* **What the task asks**
Each line that contains the word "true" is to be copied from the records below.

* **Data under study**
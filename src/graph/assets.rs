/// Embedded web assets for the neighborhood viewer
use crate::config::ViewerConfig;
use serde_json::json;

const CONFIG_PLACEHOLDER: &str = "__SITEGRAPH_CONFIG__";

/// The viewer page with the configured hop defaults and navigation prefix
/// baked into its script.
pub fn index_page(viewer: &ViewerConfig) -> String {
    let config = json!({
        "defaultHops": viewer.default_hops.min(viewer.max_hops),
        "maxHops": viewer.max_hops,
        "navigablePrefix": viewer.navigable_prefix,
        "sectionRoot": viewer.section_root,
    });
    // Keep `</script>` in a configured string from closing the tag.
    let literal = config.to_string().replace('<', "\\u003c");
    INDEX_HTML.replace(CONFIG_PLACEHOLDER, &literal)
}

const INDEX_HTML: &str = r#"<!DOCTYPE html>
<html lang="en">
<head>
    <meta charset="UTF-8">
    <meta name="viewport" content="width=device-width, initial-scale=1.0">
    <title>Sitegraph - Link Neighborhood</title>
    <script src="https://d3js.org/d3.v7.min.js"></script>
    <style>
        * {
            margin: 0;
            padding: 0;
            box-sizing: border-box;
        }

        body {
            font-family: -apple-system, BlinkMacSystemFont, 'Segoe UI', Roboto, Oxygen, Ubuntu, sans-serif;
            background: #111;
            color: #eee;
            overflow: hidden;
        }

        #container {
            display: flex;
            height: 100vh;
        }

        #graph {
            flex: 1;
            position: relative;
        }

        #sidebar {
            width: 280px;
            background: #1a1a1a;
            border-left: 1px solid #333;
            padding: 20px;
            overflow-y: auto;
        }

        h1 {
            font-size: 1.3em;
            margin-bottom: 14px;
            color: #3b82f6;
        }

        h2 {
            font-size: 0.9em;
            margin: 15px 0 8px;
            color: #888;
            text-transform: uppercase;
            letter-spacing: 1px;
        }

        .stat {
            display: flex;
            justify-content: space-between;
            padding: 6px 0;
            border-bottom: 1px solid #333;
            font-size: 0.9em;
        }

        .stat-value {
            color: #3b82f6;
            font-weight: bold;
            word-break: break-all;
        }

        .controls {
            display: flex;
            flex-direction: column;
            gap: 10px;
        }

        .controls input[type=text] {
            width: 100%;
            background: #222;
            color: #eee;
            border: 1px solid #444;
            padding: 4px 6px;
        }

        #reload {
            position: absolute;
            top: 8px;
            right: 8px;
            background: none;
            border: none;
            color: #60a5fa;
            font-size: 16px;
            cursor: pointer;
        }

        #reload:hover {
            color: #93c5fd;
        }

        .status {
            position: absolute;
            inset: 0;
            display: flex;
            align-items: center;
            justify-content: center;
            color: #6b7280;
            font-size: 12px;
        }

        .link {
            stroke: #444;
            stroke-opacity: 0.4;
            stroke-width: 0.8;
        }

        .node text {
            fill: #fff;
            font-size: 8px;
            pointer-events: none;
            text-shadow: 0 0 3px rgba(0, 0, 0, 0.8);
        }
    </style>
</head>
<body>
    <div id="container">
        <div id="graph">
            <div class="status" id="status">Loading graph...</div>
            <button type="button" id="reload" aria-label="Reload graph" title="Reload graph">&#8635;</button>
        </div>
        <div id="sidebar">
            <h1>Sitegraph</h1>

            <h2>Neighborhood</h2>
            <div class="stat">
                <span>Current</span>
                <span class="stat-value" id="stat-current">-</span>
            </div>
            <div class="stat">
                <span>Pages</span>
                <span class="stat-value" id="stat-nodes">-</span>
            </div>
            <div class="stat">
                <span>Links</span>
                <span class="stat-value" id="stat-links">-</span>
            </div>

            <h2>Controls</h2>
            <div class="controls">
                <label>
                    Page
                    <input type="text" id="location" value="/">
                </label>
                <label>
                    Hops <span id="hops-value"></span>
                    <input type="range" id="hops" min="0" step="1">
                </label>
            </div>
        </div>
    </div>

    <script>
        const config = __SITEGRAPH_CONFIG__;
        const params = new URLSearchParams(window.location.search);
        let current = params.get('current') || '/';
        let hops = parseInt(params.get('hops'), 10);
        if (Number.isNaN(hops)) hops = config.defaultHops;
        hops = Math.max(0, Math.min(hops, config.maxHops));
        let simulation = null;
        let loadTicket = 0;

        function setStatus(text) {
            const el = document.getElementById('status');
            el.style.display = text ? 'flex' : 'none';
            el.textContent = text || '';
        }

        function teardown() {
            if (simulation) {
                simulation.stop();
                simulation = null;
            }
            d3.select('#graph').select('svg').remove();
        }

        async function load() {
            const ticket = ++loadTicket;
            teardown();
            setStatus('Loading graph...');

            const container = document.getElementById('graph');
            const W = container.clientWidth;
            const H = container.clientHeight;
            const query = `current=${encodeURIComponent(current)}&hops=${hops}&width=${W}&height=${H}`;

            let data;
            try {
                const response = await fetch(`/api/layout?${query}`);
                if (!response.ok) {
                    throw new Error(`HTTP error! status: ${response.status}`);
                }
                data = await response.json();
            } catch (e) {
                console.error('Failed to fetch graph data:', e);
                if (ticket === loadTicket) setStatus('Graph not available');
                return;
            }
            if (ticket !== loadTicket) return;

            setStatus(data.nodes.length ? '' : 'No page matches this location');
            document.getElementById('stat-current').textContent = data.current || '-';
            document.getElementById('stat-nodes').textContent = data.nodes.length;
            document.getElementById('stat-links').textContent = data.links.length;
            build(data, W, H);
        }

        function build(data, W, H) {
            const nodes = data.nodes.map(d => ({ ...d, fx: null, fy: null }));
            const links = data.links.map(l => ({ ...l }));

            const svg = d3.select('#graph')
                .append('svg')
                .attr('width', W)
                .attr('height', H);

            const inner = svg.append('g');
            svg.call(d3.zoom()
                .scaleExtent([0.3, 3])
                .on('zoom', ({ transform }) => inner.attr('transform', transform)));

            const link = inner.append('g')
                .selectAll('line')
                .data(links)
                .join('line')
                .attr('class', 'link');

            const node = inner.append('g')
                .selectAll('g')
                .data(nodes)
                .join('g')
                .attr('class', 'node');

            const isCurrent = d => d.id === data.current;

            node.append('circle')
                .attr('r', d => d.radius)
                .attr('fill', d => d.ext ? '#ff9b00' : '#fff')
                .attr('stroke', d => isCurrent(d) ? '#3b82f6' : '#fff')
                .attr('stroke-width', d => isCurrent(d) ? 3 : (d.ext ? 1.5 : 0.8))
                .on('click', (event, d) => {
                    if (event.defaultPrevented || d.ext) return;
                    if (!d.id.startsWith(config.navigablePrefix)) return;
                    current = d.id;
                    document.getElementById('location').value = current;
                    load();
                });

            node.append('text')
                .text(d => d.label.length > 15 ? d.label.substring(0, 15) + '...' : d.label)
                .attr('x', 8)
                .attr('y', 3);

            simulation = d3.forceSimulation(nodes)
                .force('link', d3.forceLink(links).id(d => d.id).distance(80))
                .force('charge', d3.forceManyBody().strength(-300))
                .force('collide', d3.forceCollide().radius(d => d.radius + 10))
                .force('center', d3.forceCenter(W / 2, H / 2))
                .alpha(0.05)
                .alphaDecay(0.05)
                .on('tick', () => {
                    link
                        .attr('x1', d => d.source.x).attr('y1', d => d.source.y)
                        .attr('x2', d => d.target.x).attr('y2', d => d.target.y);
                    node.attr('transform', d => `translate(${d.x},${d.y})`);
                });

            const held = nodes.find(isCurrent);
            if (held) {
                held.fx = W / 2;
                held.fy = H / 2;
            }

            node.call(d3.drag()
                .on('start', (e, d) => {
                    if (!e.active) simulation.alphaTarget(0.3).restart();
                    d.fx = d.x; d.fy = d.y;
                })
                .on('drag', (e, d) => { d.fx = e.x; d.fy = e.y; })
                .on('end', (e, d) => {
                    if (!e.active) simulation.alphaTarget(0);
                    if (d === held) {
                        d.fx = W / 2; d.fy = H / 2;
                    } else {
                        d.fx = d.fy = null;
                    }
                }));
        }

        document.getElementById('reload').addEventListener('click', load);

        document.getElementById('hops').addEventListener('input', (e) => {
            hops = parseInt(e.target.value, 10);
            document.getElementById('hops-value').textContent = hops;
            load();
        });

        document.getElementById('location').addEventListener('change', (e) => {
            current = e.target.value || '/';
            load();
        });

        window.addEventListener('resize', () => {
            if (!simulation) return;
            const container = document.getElementById('graph');
            const w = container.clientWidth;
            const h = container.clientHeight;
            d3.select('#graph').select('svg').attr('width', w).attr('height', h);
            simulation.force('center', d3.forceCenter(w / 2, h / 2)).alpha(0.3).restart();
        });

        window.addEventListener('beforeunload', () => {
            loadTicket++;
            teardown();
        });

        document.getElementById('location').value = current;
        document.getElementById('hops').max = config.maxHops;
        document.getElementById('hops').value = hops;
        document.getElementById('hops-value').textContent = hops;
        load();
    </script>
</body>
</html>
"#;

#[cfg(test)]
mod tests {
    use super::*;

    #[test]
    fn test_config_injected() {
        let viewer = ViewerConfig {
            navigable_prefix: "/blog/".to_string(),
            default_hops: 3,
            max_hops: 5,
            ..ViewerConfig::default()
        };
        let page = index_page(&viewer);
        assert!(!page.contains(CONFIG_PLACEHOLDER));
        assert!(page.contains(r#""defaultHops":3"#));
        assert!(page.contains(r#""maxHops":5"#));
        assert!(page.contains(r#""navigablePrefix":"/blog/""#));
    }

    #[test]
    fn test_script_close_escaped() {
        let viewer = ViewerConfig {
            section_root: "</script><b>".to_string(),
            ..ViewerConfig::default()
        };
        let page = index_page(&viewer);
        assert!(!page.contains("</script><b>"));
        assert!(page.contains(r"\u003c/script>"));
    }
}
mod generate;
mod init;
mod layout;
mod neighborhood;
mod serve;

pub use generate::{cmd_generate, cmd_generate_with_fs};
pub use init::{cmd_init, cmd_init_with_fs};
pub use layout::cmd_layout;
pub use neighborhood::cmd_neighborhood;
pub use serve::cmd_serve;

use crate::config::Config;
use crate::fs::FileSystem;
use crate::graph::{GraphSource, LinkGraph};
use crate::style;
use std::error::Error;
use std::io::{self, Write};
use std::path::{Path, PathBuf};

/// Shared context for command execution, reducing boilerplate across commands.
pub struct CommandContext {
    pub config: Config,
}

impl CommandContext {
    /// Load `.sitegraph.toml` from the working directory. A broken config
    /// is reported and replaced by defaults.
    pub fn new() -> Self {
        Self::in_dir(Path::new("."))
    }

    pub fn in_dir(dir: &Path) -> Self {
        let config = Config::load(dir).unwrap_or_else(|e| {
            style::warning(&format!("Failed to load config: {}. Using defaults.", e));
            Config::default()
        });
        Self { config }
    }

    /// Fetch and index the graph document. Returns Err(exit_code) on failure.
    pub fn load_graph(&self, location: &str) -> Result<LinkGraph, i32> {
        let source = GraphSource::parse(location);
        let rt = match tokio::runtime::Runtime::new() {
            Ok(rt) => rt,
            Err(e) => {
                style::error(&format!("Failed to start async runtime: {}", e));
                return Err(1);
            }
        };
        match rt.block_on(source.fetch()) {
            Ok(document) => Ok(LinkGraph::build(document)),
            Err(e) => {
                report_error(&format!("Graph not available from {}", source), &e);
                if matches!(source, GraphSource::File(_)) {
                    style::hint("Run `sitegraph generate` to build the graph artifact first");
                }
                Err(1)
            }
        }
    }
}

impl Default for CommandContext {
    fn default() -> Self {
        Self::new()
    }
}

/// Print an error with its source chain.
pub fn report_error(context: &str, err: &dyn Error) {
    style::error(&format!("{}: {}", context, err));
    let mut source = err.source();
    while let Some(cause) = source {
        style::hint(&format!("caused by: {}", cause));
        source = cause.source();
    }
}

/// Write command output to a file or stdout. Markdown on a terminal is
/// rendered; files and pipes get plain text.
pub fn emit(
    content: &str,
    output: Option<&PathBuf>,
    markdown: bool,
    fs: &dyn FileSystem,
) -> Result<(), i32> {
    let result = match output {
        Some(path) => fs.write(path, &format!("{}\n", content)),
        None if markdown => style::render_markdown(content, &mut io::stdout()),
        None => writeln!(io::stdout(), "{}", content),
    };
    result.map_err(|e| {
        style::error(&format!("Failed to write output: {}", e));
        1
    })
}
use crate::cli::LayoutArgs;
use crate::fs::default_fs;
use crate::graph::layout::{Viewport, settle};
use crate::graph::{Neighborhood, neighborhood, resolve_start};
use crate::style;

use super::{CommandContext, emit};

pub fn cmd_layout(args: LayoutArgs) -> i32 {
    let ctx = CommandContext::new();
    let graph = match ctx.load_graph(&args.graph) {
        Ok(g) => g,
        Err(code) => return code,
    };

    let viewer = &ctx.config.viewer;
    let hops = args.hops.unwrap_or(viewer.default_hops);
    let hood = match resolve_start(&graph, &args.location, &viewer.section_root) {
        Some(start) => neighborhood(&graph, start, hops),
        None => {
            style::warning(&format!("No page matches {}", args.location));
            Neighborhood::empty(hops)
        }
    };

    let snapshot = settle(&hood, Viewport::new(args.width, args.height), args.ticks);
    if !snapshot.settled {
        style::hint(&format!(
            "Layout did not settle within {} ticks; pass --ticks to run longer",
            args.ticks
        ));
    }

    let json = match serde_json::to_string_pretty(&snapshot) {
        Ok(j) => j,
        Err(e) => {
            style::error(&format!("Failed to serialize layout: {}", e));
            return 1;
        }
    };

    match emit(&json, args.output.as_ref(), false, default_fs()) {
        Ok(()) => 0,
        Err(code) => code,
    }
}
use crate::cli::{NeighborhoodArgs, OutputFormat};
use crate::fs::default_fs;
use crate::graph::{
    Neighborhood, format_neighborhood_json, format_neighborhood_markdown, neighborhood,
    resolve_start,
};
use crate::style;

use super::{CommandContext, emit};

pub fn cmd_neighborhood(args: NeighborhoodArgs) -> i32 {
    let ctx = CommandContext::new();
    let graph = match ctx.load_graph(&args.graph) {
        Ok(g) => g,
        Err(code) => return code,
    };

    let viewer = &ctx.config.viewer;
    let hops = args.hops.unwrap_or(viewer.default_hops);
    let hood = match resolve_start(&graph, &args.location, &viewer.section_root) {
        Some(start) => neighborhood(&graph, start, hops),
        None => {
            style::warning(&format!("No page matches {}", args.location));
            Neighborhood::empty(hops)
        }
    };

    let (content, markdown) = match args.format {
        OutputFormat::Markdown => (format_neighborhood_markdown(&hood, &args.location), true),
        OutputFormat::Json => (format_neighborhood_json(&hood, &args.location), false),
    };

    match emit(&content, args.output.as_ref(), markdown, default_fs()) {
        Ok(()) => 0,
        Err(code) => code,
    }
}
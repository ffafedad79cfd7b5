use serde::{Deserialize, Serialize};
use std::collections::HashSet;
use std::fmt;
use thiserror::Error;

/// Label used for the site root.
pub const HOME_LABEL: &str = "Home";

#[derive(Debug, Error)]
pub enum DocumentError {
    #[error("Failed to read graph document: {0}")]
    Io(#[from] std::io::Error),
    #[error("Failed to parse graph document: {0}")]
    Parse(#[from] serde_json::Error),
    #[error("Graph request failed: {0}")]
    Network(#[from] reqwest::Error),
    #[error("Graph request returned HTTP {0}")]
    Status(u16),
    #[error("Invalid graph document: {0}")]
    Invalid(String),
}

/// A page of the site or an external destination.
#[derive(Debug, Clone, PartialEq, Eq, Serialize, Deserialize)]
pub struct Node {
    pub id: String,
    pub label: String,
    pub ext: bool,
}

impl Node {
    /// Internal page node; `path` must already be canonical.
    pub fn page(path: &str) -> Self {
        let label = if path == "/" {
            HOME_LABEL.to_string()
        } else {
            path.to_string()
        };
        Self {
            id: path.to_string(),
            label,
            ext: false,
        }
    }

    pub fn external(href: &str) -> Self {
        Self {
            id: href.to_string(),
            label: href.to_string(),
            ext: true,
        }
    }
}

/// Advisory classification of a link, used for styling and filtering.
#[derive(Debug, Clone, Copy, PartialEq, Eq, Hash, Default, Serialize, Deserialize)]
#[serde(rename_all = "lowercase")]
pub enum LinkKind {
    #[default]
    Normal,
    Tag,
    Nav,
    Asset,
    External,
}

impl fmt::Display for LinkKind {
    fn fmt(&self, f: &mut fmt::Formatter<'_>) -> fmt::Result {
        let name = match self {
            LinkKind::Normal => "normal",
            LinkKind::Tag => "tag",
            LinkKind::Nav => "nav",
            LinkKind::Asset => "asset",
            LinkKind::External => "external",
        };
        f.write_str(name)
    }
}

#[derive(Debug, Clone, PartialEq, Eq, Serialize, Deserialize)]
pub struct Link {
    pub source: String,
    pub target: String,
    #[serde(rename = "type", default)]
    pub kind: LinkKind,
}

impl Link {
    pub fn new(source: impl Into<String>, target: impl Into<String>, kind: LinkKind) -> Self {
        Self {
            source: source.into(),
            target: target.into(),
            kind,
        }
    }
}

/// The `{nodes, links}` artifact shared by the extractor and the viewer.
#[derive(Debug, Clone, Default, PartialEq, Eq, Serialize, Deserialize)]
pub struct GraphDocument {
    pub nodes: Vec<Node>,
    pub links: Vec<Link>,
}

/// Something questionable found while validating a loaded document.
#[derive(Debug, Clone, PartialEq, Eq)]
pub enum DocumentIssue {
    DuplicateNode(String),
    DanglingLink { source: String, target: String },
}

impl fmt::Display for DocumentIssue {
    fn fmt(&self, f: &mut fmt::Formatter<'_>) -> fmt::Result {
        match self {
            DocumentIssue::DuplicateNode(id) => write!(f, "duplicate node id {}", id),
            DocumentIssue::DanglingLink { source, target } => {
                write!(f, "link {} -> {} references a missing node", source, target)
            }
        }
    }
}

impl GraphDocument {
    pub fn new(nodes: Vec<Node>, links: Vec<Link>) -> Self {
        Self { nodes, links }
    }

    /// Drops repeated node ids, keeping the first occurrence.
    pub fn dedup_nodes(&mut self) {
        let mut seen = HashSet::new();
        self.nodes.retain(|n| seen.insert(n.id.clone()));
    }

    pub fn node(&self, id: &str) -> Option<&Node> {
        self.nodes.iter().find(|n| n.id == id)
    }

    pub fn contains(&self, id: &str) -> bool {
        self.node(id).is_some()
    }

    /// Parse and validate a document.
    ///
    /// Empty ids are rejected. Duplicate ids are collapsed and links whose
    /// endpoints are not nodes are removed; both are reported through
    /// `tracing` because the viewer can still render the rest.
    pub fn from_json(json: &str) -> Result<Self, DocumentError> {
        let mut doc: GraphDocument = serde_json::from_str(json)?;

        if let Some(n) = doc.nodes.iter().find(|n| n.id.is_empty()) {
            return Err(DocumentError::Invalid(format!(
                "node with label {:?} has an empty id",
                n.label
            )));
        }

        let issues = doc.validate();
        for issue in &issues {
            tracing::warn!("graph document: {}", issue);
        }

        doc.dedup_nodes();
        let ids: HashSet<&str> = doc.nodes.iter().map(|n| n.id.as_str()).collect();
        let links = doc
            .links
            .iter()
            .filter(|l| ids.contains(l.source.as_str()) && ids.contains(l.target.as_str()))
            .cloned()
            .collect();
        doc.links = links;

        Ok(doc)
    }

    pub fn to_json_pretty(&self) -> Result<String, serde_json::Error> {
        serde_json::to_string_pretty(self)
    }

    pub fn validate(&self) -> Vec<DocumentIssue> {
        let mut issues = Vec::new();
        let mut ids = HashSet::new();
        for node in &self.nodes {
            if !ids.insert(node.id.as_str()) {
                issues.push(DocumentIssue::DuplicateNode(node.id.clone()));
            }
        }
        for link in &self.links {
            if !ids.contains(link.source.as_str()) || !ids.contains(link.target.as_str()) {
                issues.push(DocumentIssue::DanglingLink {
                    source: link.source.clone(),
                    target: link.target.clone(),
                });
            }
        }
        issues
    }
}
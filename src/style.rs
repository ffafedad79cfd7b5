//! Terminal styling utilities for consistent CLI output

use colored::Colorize;
use std::io::{self, IsTerminal, Write};

/// Print an error message to stderr
pub fn error(msg: &str) {
    eprintln!("{} {}", "error:".red().bold(), msg);
}

/// Print a warning message to stderr
pub fn warning(msg: &str) {
    eprintln!("{} {}", "warning:".yellow().bold(), msg);
}

/// Print a success message to stdout
pub fn success(msg: &str) {
    println!("{} {}", "✓".green().bold(), msg);
}

/// Print a hint message to stderr (dimmed)
pub fn hint(msg: &str) {
    eprintln!("{} {}", "hint:".dimmed(), msg.dimmed());
}

/// Print a bold header line
pub fn header(msg: &str) {
    println!("{}", msg.cyan().bold());
}

/// Print a status update
pub fn status(msg: &str) {
    println!("{} {}", "→".blue(), msg);
}

/// Format a path for display
pub fn path(p: &std::path::Path) -> String {
    p.display().to_string().bright_white().to_string()
}

/// Format a label-value pair for summary display
pub fn metric(label: &str, value: impl std::fmt::Display) -> String {
    format!("  {}: {}", label.dimmed(), value.to_string().cyan())
}

/// Format a URL for display
pub fn url(u: &str) -> String {
    u.bright_blue().underline().to_string()
}

/// Render markdown through termimad when stdout is a terminal; files and
/// pipes get the plain markdown.
pub fn render_markdown(markdown: &str, output: &mut dyn Write) -> io::Result<()> {
    if io::stdout().is_terminal() {
        write!(output, "{}", report_skin().term_text(markdown))
    } else {
        write!(output, "{}", markdown)
    }
}

/// Page ids show as inline code, external markers as italics.
fn report_skin() -> termimad::MadSkin {
    use crossterm::style::Color;
    use termimad::{MadSkin, StyledChar};

    let mut skin = MadSkin::default();
    skin.set_headers_fg(Color::Blue);
    skin.bold.set_fg(Color::White);
    skin.bullet = StyledChar::from_fg_char(Color::DarkGrey, '•');
    skin.inline_code.set_fg(Color::Cyan);
    skin.italic.set_fg(Color::DarkYellow);
    skin
}
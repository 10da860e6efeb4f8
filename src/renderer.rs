use egui::{Color32, Painter, Rect};

use crate::document::Document;
use crate::drawable::{CursorPreview, Drawable};

/// Logical size of the square drawing surface, in points.
pub const CANVAS_SIZE: f32 = 256.0;

/// Replays the whole document onto the canvas every frame. Rendering is a
/// pure function of current state; there is no incremental diffing.
#[derive(Debug)]
pub struct Renderer {
    background: Color32,
    preview: Option<Drawable>,
    cursor: Option<CursorPreview>,
}

impl Default for Renderer {
    fn default() -> Self {
        Self::new()
    }
}

impl Renderer {
    pub fn new() -> Self {
        Self {
            background: Color32::WHITE,
            preview: None,
            cursor: None,
        }
    }

    pub fn background(&self) -> Color32 {
        self.background
    }

    /// Set the in-progress drawable shown on top of committed content,
    /// or clear it.
    pub fn set_preview_drawable(&mut self, preview: Option<Drawable>) {
        self.preview = preview;
    }

    /// Set the tool ghost following the pointer, or clear it.
    pub fn set_cursor_preview(&mut self, cursor: Option<CursorPreview>) {
        self.cursor = cursor;
    }

    /// Clear the surface and replay everything in paint order: committed
    /// drawables first, then the in-progress preview, then the cursor
    /// preview topmost.
    pub fn render(&self, painter: &Painter, rect: Rect, document: &Document) {
        let painter = painter.with_clip_rect(rect);
        painter.rect_filled(rect, 0.0, self.background);

        let origin = rect.min;
        for drawable in document.drawables() {
            drawable.draw(&painter, origin);
        }
        if let Some(preview) = &self.preview {
            preview.draw(&painter, origin);
        }
        if let Some(cursor) = &self.cursor {
            cursor.draw(&painter, origin);
        }
    }
}
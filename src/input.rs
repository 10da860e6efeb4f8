use egui::{Context, Key, Modifiers, PointerButton, Pos2, Rect};

/// Represents the location where an input event occurred
#[derive(Debug, Clone, Copy)]
pub struct InputLocation {
    /// The position in canvas-local coordinates (surface pixel space)
    pub position: Pos2,
    /// Whether this position is within the canvas bounds
    pub is_in_canvas: bool,
}

/// Represents different types of input events that can occur in the application
#[derive(Debug, Clone)]
pub enum InputEvent {
    /// Mouse button was pressed
    PointerDown {
        location: InputLocation,
        button: PointerButton,
    },
    /// Mouse button was released
    PointerUp {
        location: InputLocation,
        button: PointerButton,
    },
    /// Mouse moved (with or without buttons pressed)
    PointerMove {
        location: InputLocation,
        /// Whether the primary button is held during the move
        primary_down: bool,
    },
    /// Mouse entered the application window
    PointerEnter { location: InputLocation },
    /// Mouse left the application window
    PointerLeave,
    /// Key was pressed
    KeyDown { key: Key, modifiers: Modifiers },
}

/// Handles converting raw egui input into our domain-specific InputEvents
#[derive(Debug)]
pub struct InputHandler {
    last_pointer_pos: Option<Pos2>,
    canvas_rect: Rect,
}

impl Default for InputHandler {
    fn default() -> Self {
        Self::new(Rect::ZERO)
    }
}

impl InputHandler {
    pub fn new(canvas_rect: Rect) -> Self {
        Self {
            last_pointer_pos: None,
            canvas_rect,
        }
    }

    /// Update the canvas rectangle (e.g. if the window layout changed)
    pub fn set_canvas_rect(&mut self, rect: Rect) {
        self.canvas_rect = rect;
    }

    /// Creates an InputLocation from a screen position
    fn make_location(&self, pos: Pos2) -> InputLocation {
        InputLocation {
            position: pos - self.canvas_rect.min.to_vec2(),
            is_in_canvas: self.canvas_rect.contains(pos),
        }
    }

    /// Process raw egui input and generate our InputEvents
    pub fn process_input(&mut self, ctx: &Context) -> Vec<InputEvent> {
        let mut events = Vec::new();

        ctx.input(|input| {
            // Track pointer position
            if let Some(pos) = input.pointer.hover_pos() {
                // If we didn't have a position before, this is a pointer enter
                if self.last_pointer_pos.is_none() {
                    events.push(InputEvent::PointerEnter {
                        location: self.make_location(pos),
                    });
                }

                // If position changed, this is a move
                if Some(pos) != self.last_pointer_pos {
                    events.push(InputEvent::PointerMove {
                        location: self.make_location(pos),
                        primary_down: input.pointer.button_down(PointerButton::Primary),
                    });
                }

                self.last_pointer_pos = Some(pos);
            } else if self.last_pointer_pos.is_some() {
                // Pointer left the window
                events.push(InputEvent::PointerLeave);
                self.last_pointer_pos = None;
            }

            // Handle button presses
            for button in [PointerButton::Primary, PointerButton::Secondary] {
                if input.pointer.button_pressed(button) {
                    if let Some(pos) = input.pointer.hover_pos() {
                        events.push(InputEvent::PointerDown {
                            location: self.make_location(pos),
                            button,
                        });
                    }
                }
                if input.pointer.button_released(button) {
                    if let Some(pos) = input.pointer.hover_pos() {
                        events.push(InputEvent::PointerUp {
                            location: self.make_location(pos),
                            button,
                        });
                    }
                }
            }

            // Handle key events
            for event in &input.raw.events {
                if let egui::Event::Key {
                    key,
                    pressed: true,
                    modifiers,
                    ..
                } = event
                {
                    events.push(InputEvent::KeyDown {
                        key: *key,
                        modifiers: *modifiers,
                    });
                }
            }
        });

        events
    }
}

* **Output of the task**
        OutputFormat::Markdown => (format_neighborhood_markdown(&hood, &args.location), true),
            ext: true,
                    pressed: true,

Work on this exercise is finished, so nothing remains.